Operational Flow Order (OFO) Overview
An Operational Flow Order is a mechanism to protect the operational integrity of the pipeline. Pacific Gas and Electric Company’s California Gas Transmission may issue and implement System-Wide or Customer-Specific OFOs in the event of high or low pipeline inventory. OFOs require shippers to take action to balance their supply with their customers' usage on a daily basis within a specified tolerance band. Shippers may deliver additional supply or limit supply delivered to match usage.
Five times each day, CGT prepares a customer load forecast and a supply forecast, and from these develops a three-day pipeline inventory forecast. This pipeline inventory forecast is compared against CGT's pipeline inventory limits.

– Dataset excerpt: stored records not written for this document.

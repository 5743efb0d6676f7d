use serde::{Deserialize, Serialize};

#[derive(Debug, Clone, Copy, PartialEq, Eq, Serialize, Deserialize)]
#[serde(rename_all = "lowercase")]
pub enum Severity {
    Info,
    Error,
}

/// Progress notification sent to observers while a run is in flight.
#[derive(Debug, Clone, PartialEq, Eq, Serialize, Deserialize)]
#[serde(tag = "event", rename_all = "snake_case")]
pub enum PipelineEvent {
    /// Repeatable progress message.
    Status { message: String, severity: Severity },
    /// Emitted exactly once per run.
    Finished { message: String, severity: Severity },
}

impl PipelineEvent {
    pub fn info(message: impl Into<String>) -> Self {
        PipelineEvent::Status {
            message: message.into(),
            severity: Severity::Info,
        }
    }

    pub fn error(message: impl Into<String>) -> Self {
        PipelineEvent::Status {
            message: message.into(),
            severity: Severity::Error,
        }
    }

    pub fn is_terminal(&self) -> bool {
        matches!(self, PipelineEvent::Finished { .. })
    }

    pub fn severity(&self) -> Severity {
        match self {
            PipelineEvent::Status { severity, .. } | PipelineEvent::Finished { severity, .. } => *severity,
        }
    }
}
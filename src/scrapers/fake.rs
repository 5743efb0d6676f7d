use async_trait::async_trait;
use std::sync::atomic::{AtomicU32, Ordering};
use std::sync::Arc;

use crate::scrapers::{Browser, BrowserSession, ExtractError};

/// Search results page with three titled rows and one untitled row.
pub const SAMPLE_LISTING: &str = r#"
    <html><body><div id="search_resultsRows">
      <a class="search_result_row" href="/app/1">
        <span class="title">Game A</span>
        <span class="search_review_summary positive"
              data-tooltip-html="Muito positivas&lt;br&gt;85% das 1,200 análises de usuários deste jogo são positivas."></span>
        <div class="search_price_discount_combined">
          <div class="search_price">R$ 99,90R$ 59,90</div>
          <div class="discount_final_price">R$ 59,90</div>
        </div>
      </a>
      <a class="search_result_row" href="/app/2">
        <span class="title">  Big   Bundle </span>
        <div class="search_price">R$ 1.234,56</div>
      </a>
      <a class="search_result_row" href="/app/3">
        <div class="search_price">R$ 10,00</div>
      </a>
      <a class="search_result_row" href="/app/4">
        <span class="title">Free Game</span>
        <span class="search_review_summary" data-tooltip-html="Positivas"></span>
      </a>
    </div></body></html>
"#;

/// Counters shared between a fake browser and the sessions it hands out.
#[derive(Clone, Default)]
pub struct FakeStats {
    launches: Arc<AtomicU32>,
    scrolls: Arc<AtomicU32>,
    closes: Arc<AtomicU32>,
}

impl FakeStats {
    pub fn launches(&self) -> u32 {
        self.launches.load(Ordering::SeqCst)
    }

    pub fn scrolls(&self) -> u32 {
        self.scrolls.load(Ordering::SeqCst)
    }

    pub fn closes(&self) -> u32 {
        self.closes.load(Ordering::SeqCst)
    }
}

#[derive(Clone, Copy, PartialEq, Eq)]
enum Failure {
    None,
    Launch,
    Navigation,
}

/// Serves a fixed page with a scripted sequence of scroll heights.
#[derive(Clone)]
pub struct FakeBrowser {
    html: String,
    heights: Vec<u64>,
    grows_forever: bool,
    failure: Failure,
    stats: FakeStats,
}

impl FakeBrowser {
    pub fn new(html: &str) -> Self {
        Self {
            html: html.to_string(),
            heights: vec![1000],
            grows_forever: false,
            failure: Failure::None,
            stats: FakeStats::default(),
        }
    }

    /// Heights returned by successive measurements; the last one repeats.
    pub fn with_heights(mut self, heights: Vec<u64>) -> Self {
        self.heights = heights;
        self
    }

    pub fn growing_forever(mut self) -> Self {
        self.grows_forever = true;
        self
    }

    pub fn failing_launch(mut self) -> Self {
        self.failure = Failure::Launch;
        self
    }

    pub fn failing_navigation(mut self) -> Self {
        self.failure = Failure::Navigation;
        self
    }

    pub fn stats(&self) -> FakeStats {
        self.stats.clone()
    }
}

#[async_trait]
impl Browser for FakeBrowser {
    async fn launch(&self) -> Result<Box<dyn BrowserSession>, ExtractError> {
        if self.failure == Failure::Launch {
            return Err(ExtractError::Launch("webdriver unreachable".to_string()));
        }
        self.stats.launches.fetch_add(1, Ordering::SeqCst);

        Ok(Box::new(FakeSession {
            browser: self.clone(),
            measurements: 0,
        }))
    }
}

struct FakeSession {
    browser: FakeBrowser,
    measurements: usize,
}

#[async_trait]
impl BrowserSession for FakeSession {
    async fn goto(&mut self, url: &str) -> Result<(), ExtractError> {
        if self.browser.failure == Failure::Navigation {
            return Err(ExtractError::Navigation {
                url: url.to_string(),
                message: "net::ERR_NAME_NOT_RESOLVED".to_string(),
            });
        }
        Ok(())
    }

    async fn page_height(&mut self) -> Result<u64, ExtractError> {
        let index = self.measurements;
        self.measurements += 1;

        if self.browser.grows_forever {
            return Ok(1000 * (index as u64 + 1));
        }
        let heights = &self.browser.heights;
        Ok(heights.get(index).or(heights.last()).copied().unwrap_or(0))
    }

    async fn scroll_to_bottom(&mut self) -> Result<(), ExtractError> {
        self.browser.stats.scrolls.fetch_add(1, Ordering::SeqCst);
        Ok(())
    }

    async fn page_source(&mut self) -> Result<String, ExtractError> {
        Ok(self.browser.html.clone())
    }

    async fn close(self: Box<Self>) -> Result<(), ExtractError> {
        self.browser.stats.closes.fetch_add(1, Ordering::SeqCst);
        Ok(())
    }
}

When the forecasted pipeline inventory is greater than or less than the pipeline inventory limits, CGT uses storage assets reserved for balancing to help manage either the excess or the insufficient pipeline inventory.

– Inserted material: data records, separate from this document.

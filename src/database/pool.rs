use async_trait::async_trait;
use deadpool_postgres::{Config as PgConfig, Pool, PoolConfig, Runtime};
use tokio_postgres::NoTls;
use tracing::debug;

use super::session::{self, PgTransaction};
use super::{Batch, CopyRows, Database, DbRowStream, Transaction};
use crate::error::BenchError;
use crate::types::{DbRow, RowValue};

/// A [`Database`] backed by a deadpool connection pool. Each call checks a
/// connection out for its own duration.
#[derive(Clone)]
pub struct PgPool {
    pool: Pool,
}

impl std::fmt::Debug for PgPool {
    fn fmt(&self, f: &mut std::fmt::Formatter<'_>) -> std::fmt::Result {
        f.debug_struct("PgPool")
            .field("status", &self.inner().status())
            .finish()
    }
}

impl PgPool {
    /// Build a pool from a connection string. No connection is opened until first use.
    ///
    /// # Errors
    /// Returns `BenchError::ConfigError` for an empty string or a zero pool size, and
    /// `BenchError::CreatePool` if the string cannot be parsed.
    pub fn new(conn_str: &str, max_size: usize) -> Result<Self, BenchError> {
        if conn_str.trim().is_empty() {
            return Err(BenchError::ConfigError(
                "connection string is required".to_string(),
            ));
        }
        if max_size == 0 {
            return Err(BenchError::ConfigError(
                "pool size must be at least 1".to_string(),
            ));
        }

        let mut cfg = PgConfig::new();
        cfg.url = Some(conn_str.to_string());
        cfg.pool = Some(PoolConfig::new(max_size));

        let pool = cfg.create_pool(Some(Runtime::Tokio1), NoTls)?;
        debug!("created postgres pool with max size {max_size}");
        Ok(Self { pool })
    }

    #[must_use]
    pub fn inner(&self) -> &Pool {
        &self.pool
    }
}

#[async_trait]
impl Database for PgPool {
    async fn execute(&self, sql: &str, params: &[RowValue]) -> Result<u64, BenchError> {
        let client = self.pool.get().await?;
        session::execute(&client, sql, params).await
    }

    async fn query(&self, sql: &str, params: &[RowValue]) -> Result<Vec<DbRow>, BenchError> {
        let client = self.pool.get().await?;
        session::query(&client, sql, params).await
    }

    async fn query_stream<'a>(
        &'a self,
        sql: &'a str,
        params: &'a [RowValue],
    ) -> Result<DbRowStream<'a>, BenchError> {
        let client = self.pool.get().await?;
        let stream = session::query_raw(&client, sql, params).await?;
        Ok(session::decode_stream(stream, client))
    }

    async fn begin<'a>(&'a self) -> Result<Box<dyn Transaction + 'a>, BenchError> {
        let client = self.pool.get().await?;
        Ok(Box::new(PgTransaction::begin_pooled(client).await?))
    }

    async fn send_batch(&self, batch: &Batch) -> Result<Vec<u64>, BenchError> {
        let client = self.pool.get().await?;
        session::send_batch(&client, batch).await
    }

    async fn copy_in(
        &self,
        table: &str,
        columns: &[&str],
        rows: CopyRows<'_>,
    ) -> Result<u64, BenchError> {
        let client = self.pool.get().await?;
        session::copy_in(&client, table, columns, rows).await
    }

    async fn close(&self) {
        self.pool.close();
    }
}

#[cfg(test)]
mod tests {
    use super::*;

    #[test]
    fn rejects_empty_connection_string() {
        assert!(matches!(
            PgPool::new("  ", 4),
            Err(BenchError::ConfigError(_))
        ));
    }

    #[test]
    fn rejects_zero_pool_size() {
        assert!(matches!(
            PgPool::new("postgresql://localhost/test", 0),
            Err(BenchError::ConfigError(_))
        ));
    }

    #[test]
    fn rejects_malformed_connection_string() {
        assert!(matches!(
            PgPool::new("mailformed connection string", 4),
            Err(BenchError::CreatePool(_))
        ));
    }

    #[tokio::test]
    async fn builds_lazily_without_a_server() {
        let pool = PgPool::new("postgresql://bench@127.0.0.1:1/test", 2).unwrap();
        assert_eq!(pool.inner().status().max_size, 2);
        pool.close().await;
        assert!(pool.inner().is_closed());
    }
}
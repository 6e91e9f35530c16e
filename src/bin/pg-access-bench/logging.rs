use std::fs::File;
use std::io;
use std::path::Path;
use std::sync::Mutex;

use tracing_subscriber::fmt::writer::{MakeWriter, MakeWriterExt};

/// Stdout, teed into `path` when one is given.
pub(crate) fn log_writer(
    path: Option<&Path>,
) -> io::Result<impl for<'w> MakeWriter<'w> + Send + Sync + 'static> {
    let file = path.map(File::create).transpose()?.map(Mutex::new);
    Ok(io::stdout.and(file))
}

#[cfg(test)]
mod tests {
    use std::io::Write;

    use super::*;

    #[test]
    fn lines_reach_the_log_file() {
        let path = std::env::temp_dir().join(format!("pg-access-bench-{}.log", std::process::id()));
        let writer = log_writer(Some(&path)).unwrap();
        let mut line = writer.make_writer();
        line.write_all(b"Starting Insert row by row\n").unwrap();
        line.flush().unwrap();
        drop(line);

        let logged = std::fs::read_to_string(&path).unwrap();
        assert_eq!(logged, "Starting Insert row by row\n");
        std::fs::remove_file(&path).unwrap();
    }

    #[test]
    fn stdout_only_without_a_path() {
        let writer = log_writer(None).unwrap();
        let mut line = writer.make_writer();
        line.write_all(b"").unwrap();
    }
}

If this measure is not adequate to correct the imbalance, CGT issues an OFO notice stating:
- OFO stage (from 1 to 5)
- system inventory level (high or low)
- noncompliance charge ($0.25/Dth for Stage 1, $1/Dth for Stage 2, $5/Dth for Stage 3, $25/Dth for Stage 4 and [$25 plus the Daily Citygate Index]/Dth for Stage 5)

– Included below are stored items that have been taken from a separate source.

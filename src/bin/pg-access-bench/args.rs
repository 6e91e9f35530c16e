use std::path::PathBuf;

use clap::Parser;
use pg_access_bench::{BenchSettings, Benchmark, ConnectOptions, Driver};
use serde::Serialize;

#[derive(Parser, Debug)]
#[command(
    author,
    version,
    about = "Compare PostgreSQL insert and fetch access patterns"
)]
pub(crate) struct Args {
    /// Connection string to the PostgreSQL database
    #[arg(short = 'c', long = "conn", env = "DATABASE_URL")]
    pub(crate) conn: String,
    /// Number of rows to insert, and to fetch back
    #[arg(short = 'n', long, default_value_t = 1000)]
    pub(crate) rows: usize,
    /// Batch size for batch insert
    #[arg(short = 'b', long, default_value_t = 100, value_parser = parse_positive)]
    pub(crate) batch_size: usize,
    #[arg(long, value_enum, default_value = "pool")]
    pub(crate) driver: Driver,
    #[arg(long, default_value_t = 4, value_parser = parse_positive)]
    pub(crate) pool_size: usize,
    /// Run only these benchmarks (repeatable); all of them by default
    #[arg(long = "bench", value_enum)]
    pub(crate) benchmarks: Vec<Benchmark>,
    /// Also write log output to this file
    #[arg(long)]
    pub(crate) log: Option<PathBuf>,
    #[arg(short, long)]
    pub(crate) verbose: bool,
}

#[derive(Debug, Clone, Serialize)]
pub(crate) struct BenchConfig {
    #[serde(skip)]
    pub(crate) conn_str: String,
    pub(crate) rows: usize,
    pub(crate) batch_size: usize,
    pub(crate) driver: Driver,
    pub(crate) pool_size: usize,
    pub(crate) benchmarks: Vec<Benchmark>,
    pub(crate) log: Option<PathBuf>,
    pub(crate) verbose: bool,
}

impl BenchConfig {
    pub(crate) fn from_args(args: Args) -> Self {
        let mut benchmarks = args.benchmarks;
        if benchmarks.is_empty() {
            benchmarks = Benchmark::ALL.to_vec();
        }
        benchmarks.sort_unstable();
        benchmarks.dedup();

        BenchConfig {
            conn_str: args.conn,
            rows: args.rows,
            batch_size: args.batch_size,
            driver: args.driver,
            pool_size: args.pool_size,
            benchmarks,
            log: args.log,
            verbose: args.verbose,
        }
    }

    pub(crate) fn settings(&self) -> BenchSettings {
        BenchSettings {
            rows: self.rows,
            batch_size: self.batch_size,
        }
    }

    pub(crate) fn connect_options(&self) -> ConnectOptions {
        ConnectOptions {
            conn_str: self.conn_str.clone(),
            driver: self.driver,
            pool_size: self.pool_size,
        }
    }
}

fn parse_positive(value: &str) -> Result<usize, String> {
    match value.parse::<usize>() {
        Ok(0) => Err("must be at least 1".to_string()),
        Ok(n) => Ok(n),
        Err(e) => Err(e.to_string()),
    }
}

- tolerance band (percent of allowable variance)
If, for example, CGT declares a Stage 1 OFO with a tolerance band of 5% for high inventory, supplies must not be more than 105% of actual usage or a noncompliance charge is assessed.
In the event of a supply shortage that would not be rectified by a low inventory OFO, CGT may issue an Emergency Flow Order (EFO). In cases of severe supply shortage, an EFO or an Involuntary Diversion may be called without a prior OFO notice.